Now that I have actually driven the distance from where I first began, to where I am now, and marked every bit of the way, finding it myself, I think I have a better idea of where I am.
     It is important for me to know, just what it is I know of where I am, and to differentiate between this and what I assume or accept as convention.
     I could say that I am on planet earth and that earth is at a certain place in the solar system, galaxy, universe.....
All of that would be convention, what I have chosen to accept as true, and not of my own personal knowledge.  This doesn't mean it isn't so, it just means that I haven't experienced it, really.

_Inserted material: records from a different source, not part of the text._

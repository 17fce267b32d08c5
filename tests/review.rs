use axum::http::StatusCode;
use badmap::models::Facility;
use serde_json::{Value, json};

mod common;

use common::TestEnv;

async fn post_review(env: &TestEnv, f_id: i32, rating: i32) {
	let response = env
		.app
		.post(&format!("/facilities/{f_id}/reviews"))
		.json(&json!({ "rating": rating, "body": "prima sanitair" }))
		.await;

	response.assert_status_ok();
}

#[tokio::test(flavor = "multi_thread")]
async fn reviews_update_running_mean() {
	let env = TestEnv::new().await;

	let f_id = env.create_facility("Stadsbad", "Gent", 500).await;
	env.approve_facility(f_id).await;

	env.login_user().await;
	post_review(&env, f_id, 4).await;
	post_review(&env, f_id, 5).await;

	let facility = env
		.app
		.get(&format!("/facilities/{f_id}"))
		.await
		.json::<Facility>();

	assert_eq!(facility.rating_count, 2);
	assert!((facility.rating_average - 4.5).abs() < f64::EPSILON);
}

#[tokio::test(flavor = "multi_thread")]
async fn first_review_sets_the_mean() {
	let env = TestEnv::new().await;

	let f_id = env.create_facility("Stadsbad", "Gent", 500).await;
	env.approve_facility(f_id).await;

	env.login_user().await;
	post_review(&env, f_id, 3).await;

	let facility = env
		.app
		.get(&format!("/facilities/{f_id}"))
		.await
		.json::<Facility>();

	assert_eq!(facility.rating_count, 1);
	assert!((facility.rating_average - 3.0).abs() < f64::EPSILON);
}

#[tokio::test(flavor = "multi_thread")]
async fn rating_out_of_range_is_rejected() {
	let env = TestEnv::new().await;

	let f_id = env.create_facility("Stadsbad", "Gent", 500).await;
	env.approve_facility(f_id).await;

	env.login_user().await;

	for rating in [0, 6] {
		let response = env
			.app
			.post(&format!("/facilities/{f_id}/reviews"))
			.json(&json!({ "rating": rating }))
			.await;

		assert_eq!(
			response.status_code(),
			StatusCode::UNPROCESSABLE_ENTITY
		);
	}
}

#[tokio::test(flavor = "multi_thread")]
async fn unapproved_facility_cannot_be_reviewed() {
	let env = TestEnv::new().await;

	let f_id = env.create_facility("Stadsbad", "Gent", 500).await;

	env.login_user().await;

	let response = env
		.app
		.post(&format!("/facilities/{f_id}/reviews"))
		.json(&json!({ "rating": 4 }))
		.await;

	assert_eq!(response.status_code(), StatusCode::NOT_FOUND);
}

#[tokio::test(flavor = "multi_thread")]
async fn reviews_are_listed_with_their_author() {
	let env = TestEnv::new().await;

	let f_id = env.create_facility("Stadsbad", "Gent", 500).await;
	env.approve_facility(f_id).await;

	env.login_user().await;
	post_review(&env, f_id, 5).await;

	let response = env.app.get(&format!("/facilities/{f_id}/reviews")).await;
	response.assert_status_ok();

	let body = response.json::<Value>();
	assert_eq!(body["total"].as_i64().unwrap(), 1);
	assert_eq!(body["data"][0]["rating"].as_i64().unwrap(), 5);
	assert_eq!(body["data"][0]["created_by"]["username"], "test-user");
}

#[tokio::test(flavor = "multi_thread")]
async fn review_page_past_the_end_is_rejected() {
	let env = TestEnv::new().await;

	let f_id = env.create_facility("Stadsbad", "Gent", 500).await;
	env.approve_facility(f_id).await;

	env.login_user().await;
	post_review(&env, f_id, 4).await;

	let response = env
		.app
		.get(&format!("/facilities/{f_id}/reviews"))
		.add_query_param("page", 5)
		.await;

	assert_eq!(response.status_code(), StatusCode::BAD_REQUEST);
}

There was a time not so long ago when so much of what we knew, was what we experienced.  It was knowledge that was earned by living it.  Now, so much of what we think we know is what we choose to accept as knowledge.  Do you really, really know where these words on the screen are coming from? Going?  Where do they exist?  Can you actually pinpoint them.  (don't actually try this or you might ruin your monitor screen)

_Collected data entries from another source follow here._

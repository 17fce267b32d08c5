use std::path::PathBuf;

use diesel::prelude::*;
use serde::Deserialize;
use serde::de::DeserializeOwned;

use crate::models::{Profile, ProfileRole};
use crate::{DbConn, DbPool, Error};

pub struct Seeder<'c> {
	connection: &'c mut DbConn,
}

impl<'c> Seeder<'c> {
	pub fn new(connection: &'c mut DbConn) -> Self { Self { connection } }

	/// Read a file into a series of deserializable items
	///
	/// # Panics
	/// Panics if reading or deserializing the file fails
	fn read_file_records<T, I>(filename: &str) -> I
	where
		T: DeserializeOwned,
		I: IntoIterator<Item = T> + DeserializeOwned,
	{
		let path = std::env::var("CARGO_MANIFEST_DIR")
			.map(PathBuf::from)
			.unwrap_or_default()
			.join(filename);

		let s = std::fs::read_to_string(path)
			.unwrap_or_else(|_| panic!("COULD NOT READ SEED FILE {filename}"));

		serde_json::from_str(&s)
			.unwrap_or_else(|_| panic!("COULD NOT MAP SEED FILE {filename}"))
	}

	/// Load a file and populate the database with it
	///
	/// # Panics
	/// Panics if reading the file or interacting with the database fails
	pub async fn populate<'s, T, F>(
		&'s mut self,
		filename: &str,
		loader: F,
	) -> &'s mut Self
	where
		T: DeserializeOwned + std::fmt::Debug,
		F: AsyncFnOnce(&DbConn, Vec<T>) -> Result<(), Error>,
	{
		let records = Self::read_file_records(filename);

		loader(self.connection, records).await.unwrap_or_else(|_| {
			panic!("COULD NOT LOAD RECORDS FOR {filename}")
		});

		info!("seeded database from {filename}");

		self
	}
}

#[derive(Clone, Debug, Deserialize)]
pub struct SeedProfile {
	pub username:     String,
	pub password:     String,
	pub email:        String,
	pub phone:        Option<String>,
	pub display_name: String,
	#[serde(default)]
	pub role:         ProfileRole,
}

#[derive(AsChangeset, Clone, Debug, Insertable)]
#[diesel(table_name = crate::schema::profile)]
struct InsertableSeedProfile {
	username:      String,
	password_hash: String,
	email:         String,
	phone:         Option<String>,
	display_name:  String,
	role:          ProfileRole,
}

impl SeedProfile {
	/// Insert this [`SeedProfile`]
	pub async fn insert(self, conn: &DbConn) -> Result<(), Error> {
		let hash = Profile::hash_password(&self.password)?;
		let insertable = InsertableSeedProfile {
			username:      self.username,
			password_hash: hash,
			email:         self.email,
			phone:         self.phone,
			display_name:  self.display_name,
			role:          self.role,
		};

		conn.interact(|conn| {
			use crate::schema::profile::dsl::*;

			diesel::insert_into(profile)
				.values(insertable.clone())
				.on_conflict(username)
				.do_update()
				.set(insertable)
				.execute(conn)
		})
		.await??;

		Ok(())
	}
}

/// Populate the database with development seed data
///
/// # Panics
/// Panics if reading the seed files or inserting the records fails
pub async fn seed_database(pool: &DbPool) {
	let mut conn = pool.get().await.expect("COULD NOT GET SEED CONNECTION");

	Seeder::new(&mut conn)
		.populate("seed/profiles.json", async |conn, records| {
			for record in records.into_iter() {
				SeedProfile::insert(record, conn).await?;
			}

			Ok(())
		})
		.await;
}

In my quest to understand where it is that I am, so that I can understand where my path begins, I need to look around me and asses what it is that I know.  It isn't necessary that I have science reports of climate change or news of oil spills or mountains being mined, or forests being cut down, to recognize the state of my world, the one I live in.  It is as easy as noticing, really looking, listening, smelling, feeling.

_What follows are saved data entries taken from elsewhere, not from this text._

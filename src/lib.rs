//! # Badmap backend library
//!
//! Backend for discovering, booking, and checking into pay-per-use public
//! bathing facilities.

#[macro_use]
extern crate tracing;

use axum::extract::FromRef;
use axum_extra::extract::cookie::Key;
use deadpool_diesel::postgres::{Object, Pool};
use redis::aio::MultiplexedConnection;

mod config;
mod seeder;

pub mod controllers;
pub mod error;
pub mod middleware;
pub mod models;
pub mod qr;
pub mod routes;
pub mod schema;
pub mod schemas;
pub mod session;
pub mod sweep;

pub use config::Config;
pub use error::*;
pub use seeder::*;

/// An entire database pool
pub type DbPool = Pool;

/// A single database connection
pub type DbConn = Object;

/// A redis cache connection
pub type RedisConn = MultiplexedConnection;

/// Common state of the app
#[derive(Clone)]
pub struct AppState {
	pub config:           Config,
	pub database_pool:    DbPool,
	pub redis_connection: RedisConn,
	pub cookie_jar_key:   Key,
}

impl FromRef<AppState> for Config {
	fn from_ref(input: &AppState) -> Self { input.config.clone() }
}

impl FromRef<AppState> for DbPool {
	fn from_ref(input: &AppState) -> Self { input.database_pool.clone() }
}

impl FromRef<AppState> for RedisConn {
	fn from_ref(input: &AppState) -> Self { input.redis_connection.clone() }
}

impl FromRef<AppState> for Key {
	fn from_ref(input: &AppState) -> Self { input.cookie_jar_key.clone() }
}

My world is crowded.  My world is noise polluted.  My world is chaotic.  It is littered.  Life around me is stifled by tarmac and concrete.  The roads are littered with the bodies of the dead, killed by vehicles who's drivers put schedule or entertainment over the value other, and sometimes their own, life.

The world around me has been changed so that I can't find the food or materials I need to survive, in the area I live. 

I can't walk from my home to visit my friend a few towns away with out having to be threatened by speeding tons of steal (cars) or with having to walk thru privately owned land, or that which is as limited to me as private, but labelled public.

All of this, and more, define where it is that I start my journey from.

More,

There is still a growing and regenerating world around me that can supply much of what I need to, not only survive, but thrive.  Water still falls from the sky and stores under ground, in lakes, and runs in rivers.  Their are still those around me who choose to nurture life, rather than exploit it.  They understand the on going nature of life, and the end of our individual lives, the co-dependancy that benefits us all and the affects we each have on one another.  That these kind of people exist, and choose to be stewards the world is energizing and comforting.
    Though the place I find myself has the scars of generations of abuse, it takes very little effort to produce healing.  


A Path is made with respect and consideration of the elements found to already exist.  It is different than a road in this respect.  Many paths can exist in a place and reveal the place to those who would walk them, never changing the nature of a place.  A road is different in this respect.  One road, forced upon a place can change the nature and integrity of place.  A road cuts through a place and allows one to look away from and disregard what is around it.
A path is something sought after with every step, every moment

Questions, quests, and more questions



In order to embark on this Path a few questions have to be asked:

From where do I begin?

Where is it I intend to go?

In what manner shall I get there?

A journey is in each of these questions.  Each gives rise to more questions.  At some point we either stop asking questions so as to get on with the beginning, or we realize that the questions themselves are the journey, each a stone to be stepped upon, a print to be made in the earth, a blade of grass to be pressed down by our step.